A token is roughly four characters of text — the unit AI models use to read and process your input. When a spreadsheet is "too big" for an AI tool, the cause is one of two separate limits: the upload-size cap (a file-size test the platform runs before reading your data) or the context-window limit (a token-count test the model runs as it processes your data). These are independent constraints, and nearly everyone conflates them.
TL;DR: A token is approximately four characters; a typical structured CSV row is 50–150 tokens — always an estimate, never a precise figure. GPT-4o's 128,000-token context window controls how much of your spreadsheet the model can reason about in one turn, and it is a separate constraint from ChatGPT's ~50MB upload cap. If your file exceeds either limit, splitting by rows before uploading resolves both.
You upload a 50,000-row export to ChatGPT, the upload succeeds, and you ask it to summarize the data — but when you check the row count it processed, ChatGPT reports 12,000. The other 38,000 rows were inside the upload size cap but outside the model's 128,000-token context window: a limit that has nothing to do with file size.

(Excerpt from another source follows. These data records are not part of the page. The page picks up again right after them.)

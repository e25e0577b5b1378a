//! Click powers.

use crate::anomalies::place_effect;
use crate::effects::{Effect, EffectCategory, EffectKind, EffectRegistry, Life};
use crate::particle::{ParticleId, Particles};
use crate::seed::{random_direction, SimRng};
use crate::spawn::SpawnContext;
use crate::universe::UniverseProfile;
use glam::Vec2;
use rand::Rng;
use std::f32::consts::FRAC_1_SQRT_2;
use tracing::debug;

/// Clicking this close to an existing gravity well removes it.
pub const WELL_TOGGLE_RADIUS: f32 = 30.0;

/// A power applied once per click edge.
#[derive(Clone, Copy, Debug, PartialEq, Eq, Hash)]
pub enum DiscretePower {
    // Anomaly placement
    GravityWell,
    BlackHole,
    WhiteHole,
    Star,
    Supergiant,
    Pulsar,
    Quasar,
    Nebula,
    Rift,
    Cloud,
    CrystallineField,
    SpacetimeFoam,
    AcceleratorRing,
    EchoingVoid,
    NegativeSpace,
    PhaseZone,
    StasisField,
    TimeDilation,
    Shockwave,
    // Population edits
    Supernova,
    Spawn,
    Clone,
    Purge,
    Merge,
    Split,
    Scatter,
    Recolor,
    Thaw,
    Mend,
    Bond,
    Chain,
    Sever,
}

impl DiscretePower {
    pub const ALL: [DiscretePower; 32] = [
        DiscretePower::GravityWell,
        DiscretePower::BlackHole,
        DiscretePower::WhiteHole,
        DiscretePower::Star,
        DiscretePower::Supergiant,
        DiscretePower::Pulsar,
        DiscretePower::Quasar,
        DiscretePower::Nebula,
        DiscretePower::Rift,
        DiscretePower::Cloud,
        DiscretePower::CrystallineField,
        DiscretePower::SpacetimeFoam,
        DiscretePower::AcceleratorRing,
        DiscretePower::EchoingVoid,
        DiscretePower::NegativeSpace,
        DiscretePower::PhaseZone,
        DiscretePower::StasisField,
        DiscretePower::TimeDilation,
        DiscretePower::Shockwave,
        DiscretePower::Supernova,
        DiscretePower::Spawn,
        DiscretePower::Clone,
        DiscretePower::Purge,
        DiscretePower::Merge,
        DiscretePower::Split,
        DiscretePower::Scatter,
        DiscretePower::Recolor,
        DiscretePower::Thaw,
        DiscretePower::Mend,
        DiscretePower::Bond,
        DiscretePower::Chain,
        DiscretePower::Sever,
    ];

    pub fn name(&self) -> &'static str {
        match self {
            DiscretePower::GravityWell => "gravityWell",
            DiscretePower::BlackHole => "blackHole",
            DiscretePower::WhiteHole => "whiteHole",
            DiscretePower::Star => "star",
            DiscretePower::Supergiant => "supergiant",
            DiscretePower::Pulsar => "pulsar",
            DiscretePower::Quasar => "quasar",
            DiscretePower::Nebula => "nebula",
            DiscretePower::Rift => "rift",
            DiscretePower::Cloud => "cloud",
            DiscretePower::CrystallineField => "crystallineField",
            DiscretePower::SpacetimeFoam => "spacetimeFoam",
            DiscretePower::AcceleratorRing => "acceleratorRing",
            DiscretePower::EchoingVoid => "echoingVoid",
            DiscretePower::NegativeSpace => "negativeSpace",
            DiscretePower::PhaseZone => "phaseZone",
            DiscretePower::StasisField => "stasisField",
            DiscretePower::TimeDilation => "timeDilation",
            DiscretePower::Shockwave => "shockwave",
            DiscretePower::Supernova => "supernova",
            DiscretePower::Spawn => "spawn",
            DiscretePower::Clone => "clone",
            DiscretePower::Purge => "purge",
            DiscretePower::Merge => "merge",
            DiscretePower::Split => "split",
            DiscretePower::Scatter => "scatter",
            DiscretePower::Recolor => "recolor",
            DiscretePower::Thaw => "thaw",
            DiscretePower::Mend => "mend",
            DiscretePower::Bond => "bond",
            DiscretePower::Chain => "chain",
            DiscretePower::Sever => "sever",
        }
    }

    pub fn from_name(name: &str) -> Option<Self> {
        Self::ALL.into_iter().find(|p| p.name() == name)
    }

    /// Registry category for the anomaly-placing powers.
    pub fn placed_category(&self) -> Option<EffectCategory> {
        let category = match self {
            DiscretePower::BlackHole => EffectCategory::BlackHoles,
            DiscretePower::WhiteHole => EffectCategory::WhiteHoles,
            DiscretePower::Star => EffectCategory::Stars,
            DiscretePower::Supergiant => EffectCategory::Supergiants,
            DiscretePower::Pulsar => EffectCategory::Pulsars,
            DiscretePower::Quasar => EffectCategory::Quasars,
            DiscretePower::Nebula => EffectCategory::Nebulas,
            DiscretePower::Rift => EffectCategory::Rifts,
            DiscretePower::Cloud => EffectCategory::Clouds,
            DiscretePower::CrystallineField => EffectCategory::CrystallineFields,
            DiscretePower::SpacetimeFoam => EffectCategory::SpacetimeFoam,
            DiscretePower::AcceleratorRing => EffectCategory::AcceleratorRings,
            DiscretePower::EchoingVoid => EffectCategory::EchoingVoids,
            DiscretePower::NegativeSpace => EffectCategory::NegativeSpaces,
            DiscretePower::PhaseZone => EffectCategory::PhaseZones,
            DiscretePower::StasisField => EffectCategory::StasisFields,
            DiscretePower::Shockwave => EffectCategory::Shockwaves,
            _ => return None,
        };
        Some(category)
    }
}

/// Everything a discrete power may touch.
pub struct DiscreteCtx<'a> {
    pub particles: &'a mut Particles,
    pub effects: &'a mut EffectRegistry,
    pub rng: &'a mut SimRng,
    pub profile: &'a UniverseProfile,
    pub bounds: Vec2,
}

impl DiscreteCtx<'_> {
    fn spawner(&mut self) -> SpawnContext<'_> {
        SpawnContext::new(
            self.rng,
            self.profile.aesthetic.palette,
            &self.profile.aesthetic.shapes,
            self.bounds,
        )
    }
}

/// Apply a discrete power at the cursor.
pub(crate) fn apply_discrete(power: DiscretePower, cursor: Vec2, ctx: &mut DiscreteCtx<'_>) {
    debug!(power = power.name(), x = cursor.x, y = cursor.y, "discrete power");

    if let Some(category) = power.placed_category() {
        let effect = place_effect(
            category,
            cursor,
            ctx.rng,
            ctx.profile.aesthetic.palette,
            ctx.bounds,
        );
        ctx.effects.push(effect);
        return;
    }

    match power {
        DiscretePower::GravityWell => {
            let cat = EffectCategory::GravityWells;
            match ctx.effects.find_near(cat, cursor, WELL_TOGGLE_RADIUS) {
                Some(index) => {
                    ctx.effects.remove(cat, index);
                }
                None => {
                    let well = place_effect(cat, cursor, ctx.rng, ctx.profile.aesthetic.palette, ctx.bounds);
                    ctx.effects.push(well);
                }
            }
        }
        DiscretePower::TimeDilation => {
            // Alternate fast and slow zones.
            let fast = ctx.effects.count(EffectCategory::TimeDilationZones) % 2 == 0;
            let factor = if fast { 2.0 } else { 0.5 };
            ctx.effects.push(Effect::new(
                cursor,
                120.0,
                Life::Countdown(900),
                EffectKind::TimeDilation { factor },
            ));
        }
        DiscretePower::Supernova => {
            const BLAST: f32 = 300.0;
            for id in ctx.particles.within(cursor, BLAST) {
                if let Some(p) = ctx.particles.get_mut(id) {
                    let away = p.pos - cursor;
                    let dist = away.length();
                    let dir = if dist > 1e-3 {
                        away / dist
                    } else {
                        random_direction(ctx.rng, 1.0)
                    };
                    p.vel += dir * 6.0 * (1.0 - dist / BLAST);
                }
            }
            ctx.effects.push(Effect::new(
                cursor,
                0.0,
                Life::Expanding { rate: 8.0, max_radius: BLAST },
                EffectKind::Shockwave { strength: 1.0, width: 16.0 },
            ));
        }
        DiscretePower::Spawn => {
            let born: Vec<_> = {
                let mut spawner = ctx.spawner();
                (0..20)
                    .map(|_| {
                        let pos = spawner.random_in_disc(cursor, 20.0);
                        let vel = spawner.random_velocity(2.0);
                        spawner.particle(pos, vel)
                    })
                    .collect()
            };
            for p in born {
                ctx.particles.spawn(p);
            }
        }
        DiscretePower::Clone => {
            let source = ctx
                .particles
                .nearest(cursor, 100.0, None)
                .and_then(|id| ctx.particles.get(id))
                .map(|p| p.offspring());
            if let Some(mut child) = source {
                child.vel += random_direction(ctx.rng, 0.5);
                ctx.particles.spawn(child);
            }
        }
        DiscretePower::Purge => {
            for id in ctx.particles.within(cursor, 150.0) {
                if let Some(p) = ctx.particles.get_mut(id) {
                    p.start_fading(40);
                }
            }
        }
        DiscretePower::Merge => merge(cursor, ctx),
        DiscretePower::Split => split(cursor, ctx),
        DiscretePower::Scatter => {
            for id in ctx.particles.within(cursor, 200.0) {
                let speed = ctx.rng.gen_range(1.0..4.0);
                if let Some(p) = ctx.particles.get_mut(id) {
                    p.vel = random_direction(ctx.rng, speed);
                }
            }
        }
        DiscretePower::Recolor => {
            for id in ctx.particles.within(cursor, 250.0) {
                if let Some(p) = ctx.particles.get_mut(id) {
                    if !p.color_locked {
                        p.color = ctx.profile.aesthetic.palette.random(ctx.rng);
                    }
                }
            }
        }
        DiscretePower::Thaw => {
            for id in ctx.particles.within(cursor, 200.0) {
                if let Some(p) = ctx.particles.get_mut(id) {
                    p.crystalized = false;
                }
            }
        }
        DiscretePower::Mend => {
            for id in ctx.particles.within(cursor, 150.0) {
                if let Some(p) = ctx.particles.get_mut(id) {
                    p.mend();
                }
            }
        }
        DiscretePower::Bond => bond(cursor, ctx),
        DiscretePower::Chain => chain(cursor, ctx),
        DiscretePower::Sever => sever(cursor, ctx),
        // Placement powers returned above.
        _ => {}
    }
}

/// Merge every healthy particle within 80 px into one, conserving area.
fn merge(cursor: Vec2, ctx: &mut DiscreteCtx<'_>) {
    let group: Vec<ParticleId> = ctx
        .particles
        .within(cursor, 80.0)
        .into_iter()
        .filter(|&id| ctx.particles.get(id).is_some_and(|p| !p.is_dying()))
        .collect();
    if group.len() < 2 {
        return;
    }

    let mut area = 0.0;
    let mut pos = Vec2::ZERO;
    let mut vel = Vec2::ZERO;
    let mut largest: Option<(ParticleId, f32)> = None;
    for &id in &group {
        if let Some(p) = ctx.particles.get(id) {
            let a = p.radius * p.radius;
            area += a;
            pos += p.pos * a;
            vel += p.vel * a;
            if largest.map_or(true, |(_, r)| p.radius > r) {
                largest = Some((id, p.radius));
            }
        }
    }
    let Some(mut merged) = largest
        .and_then(|(id, _)| ctx.particles.get(id))
        .map(|p| p.offspring())
    else {
        return;
    };
    if area <= 0.0 {
        return;
    }

    merged.pos = pos / area;
    merged.vel = vel / area;
    merged.radius = area.sqrt();
    merged.initial_radius = merged.radius;
    for id in group {
        ctx.particles.remove(id);
    }
    ctx.particles.spawn(merged);
}

/// Split the nearest particle into two halves of equal area.
fn split(cursor: Vec2, ctx: &mut DiscreteCtx<'_>) {
    let Some(id) = ctx.particles.nearest(cursor, 100.0, None) else {
        return;
    };
    let Some(parent) = ctx.particles.get(id).filter(|p| !p.is_dying()) else {
        return;
    };
    let half = parent.radius * FRAC_1_SQRT_2;
    if half <= parent.species.min_radius() {
        return;
    }

    let kick = random_direction(ctx.rng, 0.8);
    let halves = [kick, -kick].map(|dv| {
        let mut child = parent.offspring();
        child.radius = half;
        child.initial_radius = half;
        child.vel += dv;
        child.pos += dv.normalize_or_zero() * half;
        child
    });
    ctx.particles.remove(id);
    for child in halves {
        ctx.particles.spawn(child);
    }
}

/// Pair up unbonded particles within 100 px, in insertion order.
fn bond(cursor: Vec2, ctx: &mut DiscreteCtx<'_>) {
    let free: Vec<ParticleId> = ctx
        .particles
        .within(cursor, 100.0)
        .into_iter()
        .filter(|&id| ctx.particles.get(id).is_some_and(|p| p.bond.is_none()))
        .collect();
    for pair in free.chunks_exact(2) {
        let (a, b) = (pair[0], pair[1]);
        if let Some(p) = ctx.particles.get_mut(a) {
            p.bond = Some(b);
        }
        if let Some(p) = ctx.particles.get_mut(b) {
            p.bond = Some(a);
        }
    }
}

/// Link unchained particles within 150 px into a chain, nearest first.
fn chain(cursor: Vec2, ctx: &mut DiscreteCtx<'_>) {
    let mut links: Vec<(f32, ParticleId)> = ctx
        .particles
        .within(cursor, 150.0)
        .into_iter()
        .filter_map(|id| {
            ctx.particles
                .get(id)
                .filter(|p| p.chain_parent.is_none() && p.chain_child.is_none())
                .map(|p| (p.pos.distance_squared(cursor), id))
        })
        .collect();
    links.sort_by(|a, b| a.0.total_cmp(&b.0));

    for pair in links.windows(2) {
        let (parent, child) = (pair[0].1, pair[1].1);
        if let Some(p) = ctx.particles.get_mut(parent) {
            p.chain_child = Some(child);
        }
        if let Some(p) = ctx.particles.get_mut(child) {
            p.chain_parent = Some(parent);
        }
    }
}

/// Clear every relation touching particles within 150 px.
fn sever(cursor: Vec2, ctx: &mut DiscreteCtx<'_>) {
    let targets = ctx.particles.within(cursor, 150.0);
    let mut partners = Vec::new();
    for &id in &targets {
        if let Some(p) = ctx.particles.get_mut(id) {
            partners.extend([p.bond, p.chain_parent, p.chain_child].into_iter().flatten());
            p.bond = None;
            p.chain_parent = None;
            p.chain_child = None;
            p.coral_anchor = None;
            p.entangled = false;
        }
    }
    for other in partners {
        if let Some(p) = ctx.particles.get_mut(other) {
            for link in [&mut p.bond, &mut p.chain_parent, &mut p.chain_child] {
                if link.is_some_and(|target| targets.contains(&target)) {
                    *link = None;
                }
            }
            if p.bond.is_none() {
                p.entangled = false;
            }
        }
    }
}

That gap between "will it upload" and "can it actually read all of it" is what this post explains.
Table of Contents
- What Is a Token?
- Why Spreadsheets Are Token-Heavy
- The Two Reasons Your File Is 'Too Big'
- How Many Rows Fit in the 128K Context Window?
- Verify Your Exact Token Count in 60 Seconds
- How to Tell If Your File Will Fit
- What to Do About It
- Additional Resources
- FAQ
What Is a Token?
A token is the smallest unit of text an AI language model processes when it reads input. OpenAI's published rule of thumb is approximately 1 token per 4 characters of English text — or roughly 0.75 words per token. The word "spreadsheet" is about 2 tokens; the date "2026-01-15" is roughly 3; the phrase "customer ID" is about 2 or 3 depending on how the tokenizer splits it.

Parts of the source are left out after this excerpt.